Endogenous tumor necrosis factor α mediates enhanced apoptosis of cultured villous trophoblasts from intrauterine growth-restricted placentae

Tumor necrosis factor alpha (TNF alpha) has been implicated in the abnormally high levels of trophoblast apoptosis seen in placentae from pregnancies complicated by small births. We examined the hypothesis that at physiological (35-50 mmHg) oxygen tensions, the production of TNF alpha stimulates the apoptosis of placental trophoblasts associated with infants that are intrauterine growth-restricted (IUGR). Highly purified cytotrophoblasts (CT) from IUGR-complicated pregnancies spontaneously underwent a higher rate of apoptosis after 24 h of culture at a normoxic (for villous CT) tension of 38 mmHg than did CT from normal placentae. Real-time PCR analysis of TNF alpha mRNA revealed similar to threefold higher levels in ltJGR trophoblasts after culturing at a pO(2) of 38 mmHg.
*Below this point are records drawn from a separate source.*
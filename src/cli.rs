//! CLI argument parsing module for scanup

use clap::Parser;
use std::path::PathBuf;

/// Apply dependency updates from a security scan report to package.json
#[derive(Parser, Debug, Clone)]
#[command(
    name = "scanup",
    version,
    about = "Apply dependency updates from security scan reports to package.json"
)]
pub struct CliArgs {
    /// Path to a file containing the scan report (default: read stdin)
    #[arg(short = 'f', long)]
    pub file: Option<PathBuf>,

    /// Path to package.json (default: ./package.json)
    #[arg(short = 'p', long = "package-json")]
    pub package_json: Option<PathBuf>,

    /// Skip running npm install after updating package.json
    #[arg(long)]
    pub skip_install: bool,

    /// Dry run mode - show what would be updated without making changes
    #[arg(short = 'n', long)]
    pub dry_run: bool,

    /// Output a machine-readable run summary in JSON format
    #[arg(long)]
    pub json: bool,

    /// Enable quiet mode - minimal output
    #[arg(short, long)]
    pub quiet: bool,

    /// Enable verbose output
    #[arg(long)]
    pub verbose: bool,
}

impl CliArgs {
    /// Resolve the manifest path, defaulting to ./package.json
    pub fn manifest_path(&self) -> PathBuf {
        self.package_json
            .clone()
            .unwrap_or_else(|| PathBuf::from("package.json"))
    }
}

#[cfg(test)]
mod tests {
    use super::*;
    use clap::Parser;

    #[test]
    fn test_default_args() {
        let args = CliArgs::parse_from(["scanup"]);
        assert!(args.file.is_none());
        assert!(args.package_json.is_none());
        assert!(!args.skip_install);
        assert!(!args.dry_run);
        assert!(!args.json);
        assert!(!args.quiet);
        assert!(!args.verbose);
    }

    #[test]
    fn test_file_short_flag() {
        let args = CliArgs::parse_from(["scanup", "-f", "scan.txt"]);
        assert_eq!(args.file, Some(PathBuf::from("scan.txt")));
    }

    #[test]
    fn test_file_long_flag() {
        let args = CliArgs::parse_from(["scanup", "--file", "out/report.txt"]);
        assert_eq!(args.file, Some(PathBuf::from("out/report.txt")));
    }

    #[test]
    fn test_package_json_flag() {
        let args = CliArgs::parse_from(["scanup", "-p", "app/package.json"]);
        assert_eq!(args.package_json, Some(PathBuf::from("app/package.json")));
        assert_eq!(args.manifest_path(), PathBuf::from("app/package.json"));
    }

    #[test]
    fn test_manifest_path_default() {
        let args = CliArgs::parse_from(["scanup"]);
        assert_eq!(args.manifest_path(), PathBuf::from("package.json"));
    }

    #[test]
    fn test_skip_install_flag() {
        let args = CliArgs::parse_from(["scanup", "--skip-install"]);
        assert!(args.skip_install);
    }

    #[test]
    fn test_dry_run_flags() {
        let args = CliArgs::parse_from(["scanup", "-n"]);
        assert!(args.dry_run);

        let args = CliArgs::parse_from(["scanup", "--dry-run"]);
        assert!(args.dry_run);
    }

    #[test]
    fn test_json_flag() {
        let args = CliArgs::parse_from(["scanup", "--json"]);
        assert!(args.json);
    }

    #[test]
    fn test_quiet_flags() {
        let args = CliArgs::parse_from(["scanup", "-q"]);
        assert!(args.quiet);

        let args = CliArgs::parse_from(["scanup", "--quiet"]);
        assert!(args.quiet);
    }

    #[test]
    fn test_combined_flags() {
        let args = CliArgs::parse_from([
            "scanup",
            "--file",
            "scan.txt",
            "--package-json",
            "web/package.json",
            "--skip-install",
            "-n",
            "--verbose",
        ]);
        assert_eq!(args.file, Some(PathBuf::from("scan.txt")));
        assert_eq!(args.package_json, Some(PathBuf::from("web/package.json")));
        assert!(args.skip_install);
        assert!(args.dry_run);
        assert!(args.verbose);
    }
}
//! Dependency update records extracted from a scan report

use serde::Serialize;

/// What the scanner recommends doing with a package
#[derive(Debug, Clone, Copy, PartialEq, Eq, Serialize)]
#[serde(rename_all = "lowercase")]
pub enum UpdateAction {
    /// Bump an existing dependency to a new version
    Update,
    /// A package newly introduced by the scan
    Add,
}

impl UpdateAction {
    /// Lowercase label as it appears in the report
    pub fn label(&self) -> &'static str {
        match self {
            UpdateAction::Update => "updated",
            UpdateAction::Add => "added",
        }
    }
}

/// A single dependency change recommended by the scanner
///
/// Records are created by the report parser and never mutated
/// afterwards. Identity is the package name; when a report mentions the
/// same package twice, records are kept in order and the last one wins
/// at patch time.
#[derive(Debug, Clone, PartialEq, Eq, Serialize)]
pub struct UpdateRecord {
    /// Package name as printed in the report (npm scope included)
    pub package: String,
    /// Recommended action
    pub action: UpdateAction,
    /// Previous version, present only for updates
    pub old_version: Option<String>,
    /// Version to move to
    pub new_version: String,
}

impl UpdateRecord {
    /// Create an update record for an existing dependency
    pub fn update(
        package: impl Into<String>,
        old_version: impl Into<String>,
        new_version: impl Into<String>,
    ) -> Self {
        Self {
            package: package.into(),
            action: UpdateAction::Update,
            old_version: Some(old_version.into()),
            new_version: new_version.into(),
        }
    }

    /// Create a record for a newly added package
    pub fn add(package: impl Into<String>, new_version: impl Into<String>) -> Self {
        Self {
            package: package.into(),
            action: UpdateAction::Add,
            old_version: None,
            new_version: new_version.into(),
        }
    }
}

#[cfg(test)]
mod tests {
    use super::*;

    #[test]
    fn test_update_constructor() {
        let record = UpdateRecord::update("lodash", "4.17.20", "4.17.21");
        assert_eq!(record.package, "lodash");
        assert_eq!(record.action, UpdateAction::Update);
        assert_eq!(record.old_version.as_deref(), Some("4.17.20"));
        assert_eq!(record.new_version, "4.17.21");
    }

    #[test]
    fn test_add_constructor() {
        let record = UpdateRecord::add("@types/node", "20.11.5");
        assert_eq!(record.action, UpdateAction::Add);
        assert!(record.old_version.is_none());
        assert_eq!(record.new_version, "20.11.5");
    }

    #[test]
    fn test_action_labels() {
        assert_eq!(UpdateAction::Update.label(), "updated");
        assert_eq!(UpdateAction::Add.label(), "added");
    }
}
A higher level of TNF alpha receptor p55 (which mediates apoptosis) was found in IUGR CT by western blot analysis at pO(2) Of < 10, 38, and 140 mmHg. Neutralizing antibody to TNF alpha significantly inhibited the apoptosis of IUGR trophoblasts cultured at 38 mmHg and addition of TNF alpha significantly elevated apoptosis of normal and IUGR trophoblasts but less in IUGR cells cultured at < 10 mmHg. We conclude that at physiological oxygen tensions (38 mmHg), villous CT from IUGR pregnancies, when compared with uncomplicated pregnancies, undergo more TNF alpha-induced apoptosis both because of elevated expression of TNF alpha and TNF receptor p55.